- _Your instructions_: Transcribe exactly the lines that fall between the one holding "use rand_pcg::Pcg32;" and the one holding "economy.set(EconomyField::SepticPumpIntervalMoves, 1000);", inclusive, from the entries below.
Top of Records
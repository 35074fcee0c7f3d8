//! Image decoding and PNG encoding.
//!
//! Layer images travel through the pipeline either as the encoded bytes they
//! arrived in or as decoded RGBA pixels. Keeping the encoded form around lets
//! untouched layers skip a lossy decode/encode round trip.

use std::io::Cursor;

use image::{ImageFormat, RgbaImage};

#[derive(thiserror::Error, Debug)]
pub enum CodecError {
    #[error("failed to decode image: {0}")]
    Decode(#[source] image::ImageError),

    #[error("failed to encode png: {0}")]
    Encode(#[source] image::ImageError),
}

/// Decodes image bytes of any supported format into RGBA pixels.
pub fn decode(bytes: &[u8]) -> Result<RgbaImage, CodecError> {
    image::load_from_memory(bytes)
        .map(|img| img.to_rgba8())
        .map_err(CodecError::Decode)
}

/// Encodes RGBA pixels as PNG, keeping the alpha channel.
pub fn encode_png(image: &RgbaImage) -> Result<Vec<u8>, CodecError> {
    let mut bytes = Vec::new();
    image
        .write_to(&mut Cursor::new(&mut bytes), ImageFormat::Png)
        .map_err(CodecError::Encode)?;
    Ok(bytes)
}

/// A layer image, either still encoded or decoded to pixels.
#[derive(Debug, Clone, PartialEq)]
pub enum LayerImage {
    /// Bytes exactly as received; never re-encoded.
    Encoded(Vec<u8>),
    /// Decoded RGBA pixels.
    Decoded(RgbaImage),
}

impl LayerImage {
    /// Returns the decoded pixels, decoding if needed.
    pub fn to_rgba(&self) -> Result<RgbaImage, CodecError> {
        match self {
            Self::Encoded(bytes) => decode(bytes),
            Self::Decoded(img) => Ok(img.clone()),
        }
    }

    /// Returns the pixel dimensions if the image is decoded.
    pub fn dimensions(&self) -> Option<(u32, u32)> {
        match self {
            Self::Encoded(_) => None,
            Self::Decoded(img) => Some(img.dimensions()),
        }
    }

    /// Produces the bytes to package. Encoded images pass through untouched.
    pub fn to_png_bytes(&self) -> Result<Vec<u8>, CodecError> {
        match self {
            Self::Encoded(bytes) => Ok(bytes.clone()),
            Self::Decoded(img) => encode_png(img),
        }
    }

    pub fn is_decoded(&self) -> bool {
        matches!(self, Self::Decoded(_))
    }
}

impl From<RgbaImage> for LayerImage {
    fn from(img: RgbaImage) -> Self {
        Self::Decoded(img)
    }
}

impl From<Vec<u8>> for LayerImage {
    fn from(bytes: Vec<u8>) -> Self {
        Self::Encoded(bytes)
    }
}

#[cfg(test)]
mod tests {
    use super::*;
    use image::Rgba;

    #[test]
    fn png_roundtrip_preserves_alpha() {
        let mut img = RgbaImage::from_pixel(8, 8, Rgba([10, 20, 30, 255]));
        img.put_pixel(2, 3, Rgba([0, 0, 0, 0]));
        img.put_pixel(4, 4, Rgba([200, 100, 50, 128]));

        let bytes = encode_png(&img).unwrap();
        let decoded = decode(&bytes).unwrap();

        assert_eq!(decoded, img);
    }

    #[test]
    fn decode_garbage_fails() {
        let err = decode(b"definitely not an image").unwrap_err();
        assert!(matches!(err, CodecError::Decode(_)));
    }

    #[test]
    fn encoded_bytes_pass_through_untouched() {
        let bytes = vec![1, 2, 3, 4];
        let layer = LayerImage::from(bytes.clone());
        assert!(!layer.is_decoded());
        assert_eq!(layer.dimensions(), None);
        assert_eq!(layer.to_png_bytes().unwrap(), bytes);
    }

    #[test]
    fn decoded_reports_dimensions() {
        let layer = LayerImage::from(RgbaImage::new(12, 7));
        assert_eq!(layer.dimensions(), Some((12, 7)));
        assert!(layer.is_decoded());
    }
}
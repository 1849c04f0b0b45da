//! Per-frame update and the player-action entry points
//!
//! Time only advances in whole moves: a move completes when the player
//! reaches a tap target. Each move runs the full pipeline (clock, respawn
//! sweep, bat, septic) before anything else touches the state.

use chrono::{DateTime, Utc};
use glam::Vec2;
use rand::Rng;

use super::interactable::{InteractableId, InteractionRejection, InteractionSuccess};
use super::state::{GameEvent, GameState};
use crate::consts::*;
use crate::settings::EconomyConfig;

/// Input commands for a single frame
#[derive(Debug, Clone, Default)]
pub struct TickInput {
    /// New walk target from a tap (replaces any current target)
    pub tap_target: Option<Vec2>,
}

/// Advance the game state by one frame
pub fn tick<R: Rng + ?Sized>(
    state: &mut GameState,
    input: &TickInput,
    dt: f32,
    economy: &EconomyConfig,
    rng: &mut R,
) -> Vec<GameEvent> {
    match input.tap_target {
        Some(target) if target.is_finite() => state.player.target = Some(target),
        Some(target) => log::debug!("Ignoring non-finite tap target {}", target),
        None => {}
    }

    let Some(target) = state.player.target else {
        return Vec::new();
    };

    state.player.pos = crate::step_toward(state.player.pos, target, PLAYER_SPEED * dt.max(0.0));
    if crate::distance(state.player.pos, target) > ARRIVAL_EPSILON {
        return Vec::new();
    }

    state.player.pos = target;
    state.player.target = None;
    on_movement_completed(state, economy, rng)
}

/// Count one completed move and run everything scheduled on the move clock
pub fn on_movement_completed<R: Rng + ?Sized>(
    state: &mut GameState,
    economy: &EconomyConfig,
    rng: &mut R,
) -> Vec<GameEvent> {
    let respawned = state.registry.complete_move();
    let count = state.registry.completed_moves();

    let mut events = vec![GameEvent::MoveCompleted { count }];
    events.extend(respawned.into_iter().map(|id| GameEvent::Respawned { id }));
    events.extend(
        state
            .minigames
            .on_move_completed(count, economy, &mut state.ledger, rng),
    );
    events
}

/// Interact with an object from `player_pos`
pub fn attempt_interaction<R: Rng + ?Sized>(
    state: &mut GameState,
    player_pos: Vec2,
    id: &InteractableId,
    economy: &EconomyConfig,
    rng: &mut R,
    now: DateTime<Utc>,
) -> Result<InteractionSuccess, InteractionRejection> {
    let success = state
        .registry
        .attempt(id, player_pos, economy, &mut state.ledger, rng)?;
    state
        .minigames
        .record_interaction(success.kind, state.registry.completed_moves(), now);
    log::debug!("{} (balance {})", success.message, success.balance);
    Ok(success)
}

#[cfg(test)]
mod tests {
    use super::*;
    use crate::settings::EconomyField;
    use crate::sim::{InteractableConfig, InteractableKind};
    use rand::SeedableRng;
    use rand_pcg::Pcg32;

    fn small_world() -> GameState {
        GameState::new(
            Vec2::ZERO,
            [
                InteractableConfig::new("goat", InteractableKind::GoatChase, Vec2::new(100.0, 0.0), 90.0),
                InteractableConfig::new("patch", InteractableKind::PotatoPatch, Vec2::new(0.0, 30.0), 40.0),
            ],
        )
    }

    fn quiet_economy() -> EconomyConfig {
        let mut economy = EconomyConfig::default();
        economy.set(EconomyField::BatSpawnMinMoves, 500);
        economy.set(EconomyField::SepticPumpIntervalMoves, 1000);
        economy
    }

    #[test]
    fn test_walk_completes_one_move_on_arrival() {
        let mut state = small_world();
        let economy = quiet_economy();
        let mut rng = Pcg32::seed_from_u64(1);

        let input = TickInput {
            tap_target: Some(Vec2::new(90.0, 0.0)),
        };
        // 180 units/s, half a second gets there
        let events = tick(&mut state, &input, 0.25, &economy, &mut rng);
        assert!(events.is_empty());
        assert!(state.player.is_walking());

        let events = tick(&mut state, &TickInput::default(), 0.25, &economy, &mut rng);
        assert_eq!(events, vec![GameEvent::MoveCompleted { count: 1 }]);
        assert_eq!(state.player.pos, Vec2::new(90.0, 0.0));
        assert!(!state.player.is_walking());

        // Idle frames don't advance the clock
        tick(&mut state, &TickInput::default(), 1.0, &economy, &mut rng);
        assert_eq!(state.completed_moves(), 1);
    }

    #[test]
    fn test_retargeting_mid_walk_does_not_count_a_move() {
        let mut state = small_world();
        let economy = quiet_economy();
        let mut rng = Pcg32::seed_from_u64(1);

        let first = TickInput {
            tap_target: Some(Vec2::new(1000.0, 0.0)),
        };
        tick(&mut state, &first, 0.1, &economy, &mut rng);
        let second = TickInput {
            tap_target: Some(Vec2::new(0.0, 0.0)),
        };
        tick(&mut state, &second, 0.01, &economy, &mut rng);
        assert_eq!(state.completed_moves(), 0);
        let events = tick(&mut state, &TickInput::default(), 1.0, &economy, &mut rng);
        assert_eq!(events, vec![GameEvent::MoveCompleted { count: 1 }]);
    }

    #[test]
    fn test_non_finite_tap_is_ignored() {
        let mut state = small_world();
        let economy = quiet_economy();
        let mut rng = Pcg32::seed_from_u64(1);

        for target in [
            Vec2::new(f32::NAN, 0.0),
            Vec2::new(f32::INFINITY, 10.0),
            Vec2::new(0.0, f32::NEG_INFINITY),
        ] {
            let input = TickInput {
                tap_target: Some(target),
            };
            let events = tick(&mut state, &input, 1.0, &economy, &mut rng);
            assert!(events.is_empty());
        }
        assert_eq!(state.completed_moves(), 0);
        assert_eq!(state.player.pos, Vec2::ZERO);
        assert!(!state.player.is_walking());

        // A bad tap mid-walk keeps the current target
        let walk = TickInput {
            tap_target: Some(Vec2::new(90.0, 0.0)),
        };
        tick(&mut state, &walk, 0.1, &economy, &mut rng);
        let bad = TickInput {
            tap_target: Some(Vec2::new(f32::NAN, f32::NAN)),
        };
        let events = tick(&mut state, &bad, 1.0, &economy, &mut rng);
        assert_eq!(events, vec![GameEvent::MoveCompleted { count: 1 }]);
        assert_eq!(state.player.pos, Vec2::new(90.0, 0.0));
    }

    #[test]
    fn test_goat_cooldown_scenario() {
        let mut state = small_world();
        let mut economy = quiet_economy();
        economy.set(EconomyField::GoatRespawnMinMoves, 2);
        economy.set(EconomyField::GoatRespawnMaxMoves, 2);
        let mut rng = Pcg32::seed_from_u64(4);
        let goat = InteractableId::from("goat");
        let now = Utc::now();

        let far = attempt_interaction(&mut state, Vec2::new(5.0, 0.0), &goat, &economy, &mut rng, now);
        assert!(matches!(far, Err(InteractionRejection::TooFar { .. })));
        assert_eq!(state.coins(), 0);

        let ok = attempt_interaction(&mut state, Vec2::new(50.0, 0.0), &goat, &economy, &mut rng, now)
            .unwrap();
        assert_eq!(ok.respawn_at_move, Some(2));
        assert_eq!(state.coins(), 5);
        assert_eq!(state.minigames.goats_caught, 1);

        on_movement_completed(&mut state, &economy, &mut rng);
        let events = on_movement_completed(&mut state, &economy, &mut rng);
        assert_eq!(
            events,
            vec![
                GameEvent::MoveCompleted { count: 2 },
                GameEvent::Respawned { id: goat.clone() }
            ]
        );
        let events = on_movement_completed(&mut state, &economy, &mut rng);
        assert_eq!(events, vec![GameEvent::MoveCompleted { count: 3 }]);
    }

    #[test]
    fn test_potato_patch_counts_harvests() {
        let mut state = small_world();
        let economy = quiet_economy();
        let mut rng = Pcg32::seed_from_u64(4);
        let patch = InteractableId::from("patch");
        for _ in 0..3 {
            attempt_interaction(&mut state, Vec2::ZERO, &patch, &economy, &mut rng, Utc::now()).unwrap();
        }
        assert_eq!(state.minigames.potatoes_harvested, 3);
        assert_eq!(state.coins(), 3);
    }
}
Bottom of Records
- _Answer to this task_:
    use rand_pcg::Pcg32;

    fn small_world() -> GameState {
        GameState::new(
            Vec2::ZERO,
            [
                InteractableConfig::new("goat", InteractableKind::GoatChase, Vec2::new(100.0, 0.0), 90.0),
                InteractableConfig::new("patch", InteractableKind::PotatoPatch, Vec2::new(0.0, 30.0), 40.0),
            ],
        )
    }

    fn quiet_economy() -> EconomyConfig {
        let mut economy = EconomyConfig::default();
        economy.set(EconomyField::BatSpawnMinMoves, 500);
        economy.set(EconomyField::SepticPumpIntervalMoves, 1000);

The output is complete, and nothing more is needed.